Starting at the top of the entries below, set down every line exactly, please, until you reach the line with "explicit configuration rather", which is included too.

'''

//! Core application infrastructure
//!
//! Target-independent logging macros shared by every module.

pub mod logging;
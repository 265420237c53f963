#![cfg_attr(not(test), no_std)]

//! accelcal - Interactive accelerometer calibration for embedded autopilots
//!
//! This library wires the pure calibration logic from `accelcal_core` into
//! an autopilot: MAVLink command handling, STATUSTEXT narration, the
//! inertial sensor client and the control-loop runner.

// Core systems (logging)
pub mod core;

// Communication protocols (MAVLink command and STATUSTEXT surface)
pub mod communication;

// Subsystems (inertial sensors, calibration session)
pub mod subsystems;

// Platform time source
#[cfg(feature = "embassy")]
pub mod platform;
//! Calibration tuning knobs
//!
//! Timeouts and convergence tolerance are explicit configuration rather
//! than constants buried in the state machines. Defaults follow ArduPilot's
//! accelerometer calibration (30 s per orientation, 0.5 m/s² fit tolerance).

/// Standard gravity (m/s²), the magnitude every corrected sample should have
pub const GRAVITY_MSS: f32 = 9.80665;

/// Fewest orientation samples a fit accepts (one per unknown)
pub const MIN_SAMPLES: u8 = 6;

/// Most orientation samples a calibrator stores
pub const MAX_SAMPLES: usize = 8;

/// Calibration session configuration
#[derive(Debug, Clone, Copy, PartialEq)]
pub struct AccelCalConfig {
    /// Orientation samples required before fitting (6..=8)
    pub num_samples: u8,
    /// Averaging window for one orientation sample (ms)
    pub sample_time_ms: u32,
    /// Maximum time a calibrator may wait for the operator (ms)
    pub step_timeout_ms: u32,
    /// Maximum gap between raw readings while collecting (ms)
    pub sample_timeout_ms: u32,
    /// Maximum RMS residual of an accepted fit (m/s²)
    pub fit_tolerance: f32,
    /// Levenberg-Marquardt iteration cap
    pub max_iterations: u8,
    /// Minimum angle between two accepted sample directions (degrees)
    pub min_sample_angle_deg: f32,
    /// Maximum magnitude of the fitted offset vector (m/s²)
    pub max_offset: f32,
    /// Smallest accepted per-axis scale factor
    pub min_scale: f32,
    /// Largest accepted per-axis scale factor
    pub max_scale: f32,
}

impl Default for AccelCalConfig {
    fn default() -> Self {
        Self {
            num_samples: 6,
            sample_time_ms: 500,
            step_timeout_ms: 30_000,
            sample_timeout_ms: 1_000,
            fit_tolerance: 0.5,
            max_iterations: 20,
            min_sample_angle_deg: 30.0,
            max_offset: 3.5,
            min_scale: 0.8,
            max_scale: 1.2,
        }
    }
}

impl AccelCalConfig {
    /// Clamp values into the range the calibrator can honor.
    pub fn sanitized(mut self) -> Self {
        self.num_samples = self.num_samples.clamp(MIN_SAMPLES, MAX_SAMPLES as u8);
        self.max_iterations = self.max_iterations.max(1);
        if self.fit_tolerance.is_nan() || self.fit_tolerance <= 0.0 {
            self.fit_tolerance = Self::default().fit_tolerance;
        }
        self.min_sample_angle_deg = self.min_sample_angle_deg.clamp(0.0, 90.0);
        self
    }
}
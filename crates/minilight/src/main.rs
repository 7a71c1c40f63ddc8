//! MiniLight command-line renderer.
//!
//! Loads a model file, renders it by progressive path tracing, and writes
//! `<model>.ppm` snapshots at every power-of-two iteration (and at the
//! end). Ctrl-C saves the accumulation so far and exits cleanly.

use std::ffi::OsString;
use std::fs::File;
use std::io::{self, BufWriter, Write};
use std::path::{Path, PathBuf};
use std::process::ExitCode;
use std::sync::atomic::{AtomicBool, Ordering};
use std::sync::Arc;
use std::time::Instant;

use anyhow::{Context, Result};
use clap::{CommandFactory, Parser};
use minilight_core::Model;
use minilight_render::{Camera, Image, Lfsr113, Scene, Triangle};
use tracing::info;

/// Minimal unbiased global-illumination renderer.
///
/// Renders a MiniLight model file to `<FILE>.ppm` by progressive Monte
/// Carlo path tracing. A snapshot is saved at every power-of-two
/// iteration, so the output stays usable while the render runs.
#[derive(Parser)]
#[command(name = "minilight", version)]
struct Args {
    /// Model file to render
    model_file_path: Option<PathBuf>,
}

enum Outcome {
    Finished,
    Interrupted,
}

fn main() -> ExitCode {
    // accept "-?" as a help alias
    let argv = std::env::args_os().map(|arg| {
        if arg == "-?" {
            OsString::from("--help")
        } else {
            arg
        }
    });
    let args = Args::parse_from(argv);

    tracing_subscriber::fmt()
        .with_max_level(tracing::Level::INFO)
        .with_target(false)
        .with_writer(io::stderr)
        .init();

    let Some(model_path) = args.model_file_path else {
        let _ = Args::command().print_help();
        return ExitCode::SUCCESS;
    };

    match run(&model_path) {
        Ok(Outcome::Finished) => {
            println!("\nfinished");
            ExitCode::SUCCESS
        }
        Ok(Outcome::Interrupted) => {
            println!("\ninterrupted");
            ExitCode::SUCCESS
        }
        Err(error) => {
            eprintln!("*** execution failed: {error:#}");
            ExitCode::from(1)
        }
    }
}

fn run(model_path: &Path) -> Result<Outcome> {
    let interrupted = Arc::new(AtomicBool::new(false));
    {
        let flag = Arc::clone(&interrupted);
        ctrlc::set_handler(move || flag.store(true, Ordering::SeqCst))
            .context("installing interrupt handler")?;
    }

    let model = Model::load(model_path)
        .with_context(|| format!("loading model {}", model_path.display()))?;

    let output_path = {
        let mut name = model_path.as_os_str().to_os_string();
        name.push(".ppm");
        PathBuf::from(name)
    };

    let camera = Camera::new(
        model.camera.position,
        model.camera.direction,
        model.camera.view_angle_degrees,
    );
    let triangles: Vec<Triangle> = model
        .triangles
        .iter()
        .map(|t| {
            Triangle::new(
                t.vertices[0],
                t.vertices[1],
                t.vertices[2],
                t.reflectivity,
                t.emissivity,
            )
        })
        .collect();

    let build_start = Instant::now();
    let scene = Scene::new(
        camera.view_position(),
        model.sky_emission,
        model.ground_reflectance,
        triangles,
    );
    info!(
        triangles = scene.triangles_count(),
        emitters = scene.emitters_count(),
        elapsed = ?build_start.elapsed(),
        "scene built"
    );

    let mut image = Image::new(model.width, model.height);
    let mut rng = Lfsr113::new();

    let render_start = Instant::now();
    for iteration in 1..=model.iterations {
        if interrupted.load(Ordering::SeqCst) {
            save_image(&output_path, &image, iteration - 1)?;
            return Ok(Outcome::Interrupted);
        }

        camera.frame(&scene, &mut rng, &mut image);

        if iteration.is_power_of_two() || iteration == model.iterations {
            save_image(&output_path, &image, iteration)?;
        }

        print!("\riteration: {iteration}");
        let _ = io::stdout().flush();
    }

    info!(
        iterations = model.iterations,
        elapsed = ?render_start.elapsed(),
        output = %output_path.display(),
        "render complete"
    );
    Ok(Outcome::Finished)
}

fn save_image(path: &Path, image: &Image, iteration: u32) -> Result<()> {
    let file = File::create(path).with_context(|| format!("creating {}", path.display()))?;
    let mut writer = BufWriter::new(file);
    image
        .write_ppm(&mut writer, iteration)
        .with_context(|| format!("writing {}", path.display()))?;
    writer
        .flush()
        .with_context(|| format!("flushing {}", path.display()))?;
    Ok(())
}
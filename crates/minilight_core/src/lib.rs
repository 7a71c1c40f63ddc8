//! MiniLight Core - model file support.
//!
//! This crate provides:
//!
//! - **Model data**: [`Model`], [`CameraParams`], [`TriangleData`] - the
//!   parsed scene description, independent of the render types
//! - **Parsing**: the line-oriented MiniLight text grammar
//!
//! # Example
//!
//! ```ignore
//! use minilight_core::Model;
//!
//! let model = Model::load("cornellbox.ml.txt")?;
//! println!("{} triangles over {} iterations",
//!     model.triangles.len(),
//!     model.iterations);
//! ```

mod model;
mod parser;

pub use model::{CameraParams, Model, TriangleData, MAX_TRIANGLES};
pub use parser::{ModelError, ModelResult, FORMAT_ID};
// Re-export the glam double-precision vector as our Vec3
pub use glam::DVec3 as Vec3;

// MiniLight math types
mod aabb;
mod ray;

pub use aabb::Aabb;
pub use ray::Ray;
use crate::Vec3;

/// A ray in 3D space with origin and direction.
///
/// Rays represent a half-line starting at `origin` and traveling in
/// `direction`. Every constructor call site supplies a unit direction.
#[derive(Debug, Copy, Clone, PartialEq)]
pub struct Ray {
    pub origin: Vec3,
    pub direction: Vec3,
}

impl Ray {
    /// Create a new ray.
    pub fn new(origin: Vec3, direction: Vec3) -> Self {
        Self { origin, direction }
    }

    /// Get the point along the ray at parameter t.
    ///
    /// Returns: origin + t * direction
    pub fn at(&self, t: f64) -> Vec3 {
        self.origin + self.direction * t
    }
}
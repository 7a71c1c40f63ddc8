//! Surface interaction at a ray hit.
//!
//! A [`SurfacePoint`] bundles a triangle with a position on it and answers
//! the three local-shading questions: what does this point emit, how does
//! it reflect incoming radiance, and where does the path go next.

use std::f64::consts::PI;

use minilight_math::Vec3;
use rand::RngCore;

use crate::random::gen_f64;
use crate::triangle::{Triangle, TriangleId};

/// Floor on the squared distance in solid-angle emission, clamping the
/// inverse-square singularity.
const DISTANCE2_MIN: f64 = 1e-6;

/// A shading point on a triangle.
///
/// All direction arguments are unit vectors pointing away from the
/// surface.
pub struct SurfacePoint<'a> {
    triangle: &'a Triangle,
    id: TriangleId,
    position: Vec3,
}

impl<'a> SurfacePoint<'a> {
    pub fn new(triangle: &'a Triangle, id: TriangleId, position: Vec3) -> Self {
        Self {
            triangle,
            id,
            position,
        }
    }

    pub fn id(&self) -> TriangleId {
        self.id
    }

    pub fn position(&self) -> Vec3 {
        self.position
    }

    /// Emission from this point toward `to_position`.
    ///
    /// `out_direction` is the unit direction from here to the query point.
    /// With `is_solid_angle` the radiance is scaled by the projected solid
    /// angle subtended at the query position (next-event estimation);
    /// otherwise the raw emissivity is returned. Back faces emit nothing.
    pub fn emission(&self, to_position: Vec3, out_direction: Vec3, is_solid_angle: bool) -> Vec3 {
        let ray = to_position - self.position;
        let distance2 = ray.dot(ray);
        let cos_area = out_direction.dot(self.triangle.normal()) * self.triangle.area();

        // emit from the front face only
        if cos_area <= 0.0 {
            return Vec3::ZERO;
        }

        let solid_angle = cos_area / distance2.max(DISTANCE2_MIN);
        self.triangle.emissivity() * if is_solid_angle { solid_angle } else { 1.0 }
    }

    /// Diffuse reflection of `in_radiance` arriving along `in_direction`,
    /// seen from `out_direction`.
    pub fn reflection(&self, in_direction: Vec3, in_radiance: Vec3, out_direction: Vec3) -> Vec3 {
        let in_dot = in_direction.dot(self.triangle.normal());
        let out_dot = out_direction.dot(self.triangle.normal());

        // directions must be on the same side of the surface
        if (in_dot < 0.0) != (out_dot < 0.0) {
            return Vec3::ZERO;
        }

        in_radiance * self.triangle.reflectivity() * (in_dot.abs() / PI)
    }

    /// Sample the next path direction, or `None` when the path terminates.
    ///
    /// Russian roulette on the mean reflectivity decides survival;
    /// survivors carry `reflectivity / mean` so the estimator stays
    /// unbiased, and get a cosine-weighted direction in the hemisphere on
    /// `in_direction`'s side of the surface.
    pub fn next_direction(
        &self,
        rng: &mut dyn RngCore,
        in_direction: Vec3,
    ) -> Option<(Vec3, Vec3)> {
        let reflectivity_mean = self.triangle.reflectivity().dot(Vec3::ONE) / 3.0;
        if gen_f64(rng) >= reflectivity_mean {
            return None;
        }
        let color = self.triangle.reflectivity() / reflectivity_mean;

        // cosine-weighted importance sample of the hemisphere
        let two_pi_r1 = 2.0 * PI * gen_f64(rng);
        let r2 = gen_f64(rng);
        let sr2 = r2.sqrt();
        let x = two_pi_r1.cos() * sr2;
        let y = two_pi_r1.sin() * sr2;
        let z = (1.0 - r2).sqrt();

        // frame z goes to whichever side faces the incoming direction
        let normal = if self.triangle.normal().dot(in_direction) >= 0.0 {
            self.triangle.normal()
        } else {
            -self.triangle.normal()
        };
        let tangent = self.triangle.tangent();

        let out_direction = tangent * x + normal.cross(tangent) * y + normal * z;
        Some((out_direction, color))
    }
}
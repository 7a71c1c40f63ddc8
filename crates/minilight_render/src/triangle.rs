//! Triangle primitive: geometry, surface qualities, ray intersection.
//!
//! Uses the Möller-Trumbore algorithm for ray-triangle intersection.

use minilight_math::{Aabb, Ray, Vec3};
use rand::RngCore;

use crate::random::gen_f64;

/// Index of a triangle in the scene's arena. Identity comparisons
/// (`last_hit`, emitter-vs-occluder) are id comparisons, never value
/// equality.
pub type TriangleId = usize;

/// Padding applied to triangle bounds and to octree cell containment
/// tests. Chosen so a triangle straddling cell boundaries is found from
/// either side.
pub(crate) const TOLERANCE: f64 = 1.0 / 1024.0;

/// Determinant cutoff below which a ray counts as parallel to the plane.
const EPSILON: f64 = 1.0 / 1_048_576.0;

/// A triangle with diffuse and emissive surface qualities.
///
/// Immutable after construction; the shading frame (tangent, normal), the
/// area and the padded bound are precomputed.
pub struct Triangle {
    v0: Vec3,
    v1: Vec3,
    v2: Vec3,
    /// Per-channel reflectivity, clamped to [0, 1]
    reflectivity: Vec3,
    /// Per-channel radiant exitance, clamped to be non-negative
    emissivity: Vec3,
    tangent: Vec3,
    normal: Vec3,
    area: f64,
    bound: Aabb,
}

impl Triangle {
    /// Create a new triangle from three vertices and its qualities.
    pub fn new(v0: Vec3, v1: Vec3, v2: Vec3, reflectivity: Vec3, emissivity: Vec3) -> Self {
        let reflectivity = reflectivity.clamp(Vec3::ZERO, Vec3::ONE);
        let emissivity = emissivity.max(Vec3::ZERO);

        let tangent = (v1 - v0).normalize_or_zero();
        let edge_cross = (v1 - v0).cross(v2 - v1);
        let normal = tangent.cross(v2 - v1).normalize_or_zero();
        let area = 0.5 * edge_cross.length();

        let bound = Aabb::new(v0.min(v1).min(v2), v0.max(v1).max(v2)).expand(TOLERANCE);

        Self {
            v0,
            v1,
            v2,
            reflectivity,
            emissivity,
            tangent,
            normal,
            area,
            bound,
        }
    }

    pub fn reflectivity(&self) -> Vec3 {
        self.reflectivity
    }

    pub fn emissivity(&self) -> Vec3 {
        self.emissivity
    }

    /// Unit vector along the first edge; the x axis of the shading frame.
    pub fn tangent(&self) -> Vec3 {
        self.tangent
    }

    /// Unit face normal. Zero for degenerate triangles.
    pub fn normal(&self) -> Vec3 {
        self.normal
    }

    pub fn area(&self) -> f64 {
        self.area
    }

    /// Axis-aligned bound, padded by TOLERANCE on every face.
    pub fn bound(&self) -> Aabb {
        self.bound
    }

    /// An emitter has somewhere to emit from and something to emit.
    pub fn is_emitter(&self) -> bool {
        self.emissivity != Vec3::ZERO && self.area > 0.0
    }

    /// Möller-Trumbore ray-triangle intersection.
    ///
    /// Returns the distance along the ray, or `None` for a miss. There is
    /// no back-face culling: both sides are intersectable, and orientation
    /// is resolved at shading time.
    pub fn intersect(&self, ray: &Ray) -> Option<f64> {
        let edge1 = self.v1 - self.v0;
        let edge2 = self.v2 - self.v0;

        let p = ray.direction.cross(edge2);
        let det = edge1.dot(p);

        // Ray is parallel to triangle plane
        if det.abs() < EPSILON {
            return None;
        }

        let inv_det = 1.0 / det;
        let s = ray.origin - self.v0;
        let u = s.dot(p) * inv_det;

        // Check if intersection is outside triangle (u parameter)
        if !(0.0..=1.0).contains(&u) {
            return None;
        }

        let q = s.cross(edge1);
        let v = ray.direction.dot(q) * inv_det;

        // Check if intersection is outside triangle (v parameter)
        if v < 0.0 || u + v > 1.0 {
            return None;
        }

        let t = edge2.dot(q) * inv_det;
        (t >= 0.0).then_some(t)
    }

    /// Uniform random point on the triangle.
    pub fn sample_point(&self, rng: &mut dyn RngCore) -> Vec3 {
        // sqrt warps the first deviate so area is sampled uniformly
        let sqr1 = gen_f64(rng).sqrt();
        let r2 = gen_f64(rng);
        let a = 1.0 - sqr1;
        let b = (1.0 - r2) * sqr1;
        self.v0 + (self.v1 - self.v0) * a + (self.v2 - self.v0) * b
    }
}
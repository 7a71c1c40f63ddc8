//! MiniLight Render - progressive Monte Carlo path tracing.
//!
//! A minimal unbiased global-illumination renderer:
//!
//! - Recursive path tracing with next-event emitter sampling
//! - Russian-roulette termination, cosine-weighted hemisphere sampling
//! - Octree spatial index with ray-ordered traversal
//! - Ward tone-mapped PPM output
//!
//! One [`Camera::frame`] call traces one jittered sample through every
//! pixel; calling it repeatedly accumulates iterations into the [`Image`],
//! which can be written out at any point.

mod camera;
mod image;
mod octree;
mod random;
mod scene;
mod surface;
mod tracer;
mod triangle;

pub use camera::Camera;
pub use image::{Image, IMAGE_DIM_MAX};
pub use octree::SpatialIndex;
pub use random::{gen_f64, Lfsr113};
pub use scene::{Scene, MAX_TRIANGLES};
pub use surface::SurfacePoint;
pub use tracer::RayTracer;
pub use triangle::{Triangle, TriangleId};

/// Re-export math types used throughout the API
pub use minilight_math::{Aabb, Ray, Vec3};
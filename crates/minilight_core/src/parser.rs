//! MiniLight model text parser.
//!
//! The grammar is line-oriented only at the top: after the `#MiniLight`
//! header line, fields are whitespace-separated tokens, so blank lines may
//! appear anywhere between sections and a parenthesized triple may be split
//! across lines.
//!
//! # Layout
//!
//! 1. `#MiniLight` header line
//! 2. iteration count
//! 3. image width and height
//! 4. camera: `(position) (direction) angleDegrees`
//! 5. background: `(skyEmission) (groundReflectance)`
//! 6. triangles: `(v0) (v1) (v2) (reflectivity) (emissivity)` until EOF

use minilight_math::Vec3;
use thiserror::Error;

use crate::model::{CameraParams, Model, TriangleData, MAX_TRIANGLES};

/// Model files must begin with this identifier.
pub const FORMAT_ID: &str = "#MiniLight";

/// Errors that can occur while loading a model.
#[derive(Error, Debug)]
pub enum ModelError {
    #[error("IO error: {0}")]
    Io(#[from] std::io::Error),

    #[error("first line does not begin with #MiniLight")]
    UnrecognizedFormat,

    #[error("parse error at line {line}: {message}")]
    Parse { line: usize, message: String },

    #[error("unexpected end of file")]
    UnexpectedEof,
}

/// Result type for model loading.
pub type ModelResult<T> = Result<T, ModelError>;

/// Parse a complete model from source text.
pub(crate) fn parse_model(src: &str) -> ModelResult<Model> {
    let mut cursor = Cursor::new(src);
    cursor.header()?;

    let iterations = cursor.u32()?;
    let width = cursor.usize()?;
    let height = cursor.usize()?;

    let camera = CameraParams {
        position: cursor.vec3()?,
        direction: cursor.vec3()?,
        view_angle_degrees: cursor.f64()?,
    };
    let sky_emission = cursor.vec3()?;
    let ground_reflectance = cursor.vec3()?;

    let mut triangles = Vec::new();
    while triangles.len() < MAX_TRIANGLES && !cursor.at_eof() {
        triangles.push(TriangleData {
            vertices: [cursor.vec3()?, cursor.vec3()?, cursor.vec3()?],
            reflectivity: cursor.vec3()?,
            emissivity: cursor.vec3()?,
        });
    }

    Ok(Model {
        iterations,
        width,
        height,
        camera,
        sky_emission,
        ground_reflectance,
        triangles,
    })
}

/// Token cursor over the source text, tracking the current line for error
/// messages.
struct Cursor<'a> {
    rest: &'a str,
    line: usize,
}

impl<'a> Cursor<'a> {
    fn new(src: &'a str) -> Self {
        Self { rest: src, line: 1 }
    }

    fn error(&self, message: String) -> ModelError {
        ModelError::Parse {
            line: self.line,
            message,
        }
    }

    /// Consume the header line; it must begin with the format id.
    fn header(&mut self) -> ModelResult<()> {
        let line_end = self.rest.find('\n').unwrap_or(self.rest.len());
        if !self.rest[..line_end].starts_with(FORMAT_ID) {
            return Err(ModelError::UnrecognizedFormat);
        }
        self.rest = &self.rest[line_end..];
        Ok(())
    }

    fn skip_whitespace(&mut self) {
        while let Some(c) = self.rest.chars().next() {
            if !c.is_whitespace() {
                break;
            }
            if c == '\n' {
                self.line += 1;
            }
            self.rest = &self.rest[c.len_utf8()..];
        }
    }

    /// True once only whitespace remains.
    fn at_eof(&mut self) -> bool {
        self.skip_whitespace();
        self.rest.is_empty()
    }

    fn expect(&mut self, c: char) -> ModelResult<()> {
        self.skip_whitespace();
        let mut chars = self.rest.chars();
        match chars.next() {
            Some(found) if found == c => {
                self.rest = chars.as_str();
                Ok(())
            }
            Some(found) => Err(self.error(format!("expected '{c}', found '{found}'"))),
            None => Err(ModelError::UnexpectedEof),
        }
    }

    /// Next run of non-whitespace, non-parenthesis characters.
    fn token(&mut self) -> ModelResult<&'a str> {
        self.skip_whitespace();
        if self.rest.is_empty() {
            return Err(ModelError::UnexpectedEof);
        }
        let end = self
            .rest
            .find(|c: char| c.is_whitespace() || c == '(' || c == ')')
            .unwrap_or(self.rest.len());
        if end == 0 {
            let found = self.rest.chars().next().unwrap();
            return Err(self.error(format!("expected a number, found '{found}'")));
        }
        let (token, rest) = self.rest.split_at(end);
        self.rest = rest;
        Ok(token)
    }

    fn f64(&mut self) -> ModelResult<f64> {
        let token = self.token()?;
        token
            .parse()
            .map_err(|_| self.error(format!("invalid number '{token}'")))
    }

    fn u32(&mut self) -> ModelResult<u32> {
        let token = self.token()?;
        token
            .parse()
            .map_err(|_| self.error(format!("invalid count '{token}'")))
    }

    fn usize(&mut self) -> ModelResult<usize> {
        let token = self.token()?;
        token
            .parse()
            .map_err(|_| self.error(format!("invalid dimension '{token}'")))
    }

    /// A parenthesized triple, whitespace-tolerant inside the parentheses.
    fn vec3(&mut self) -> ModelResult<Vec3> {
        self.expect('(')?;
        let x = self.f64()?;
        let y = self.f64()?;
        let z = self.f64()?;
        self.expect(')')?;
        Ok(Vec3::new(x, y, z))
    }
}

'''

» RESULT OF THIS TASK:
//! Core application infrastructure
//!
//! Target-independent logging macros shared by every module.

pub mod logging;
repository 265420237c53f963
#![cfg_attr(not(test), no_std)]

//! accelcal - Interactive accelerometer calibration for embedded autopilots
//!
//! This library wires the pure calibration logic from `accelcal_core` into
//! an autopilot: MAVLink command handling, STATUSTEXT narration, the
//! inertial sensor client and the control-loop runner.

// Core systems (logging)
pub mod core;

// Communication protocols (MAVLink command and STATUSTEXT surface)
pub mod communication;

// Subsystems (inertial sensors, calibration session)
pub mod subsystems;

// Platform time source
#[cfg(feature = "embassy")]
pub mod platform;
//! Calibration tuning knobs
//!
//! Timeouts and convergence tolerance are explicit configuration rather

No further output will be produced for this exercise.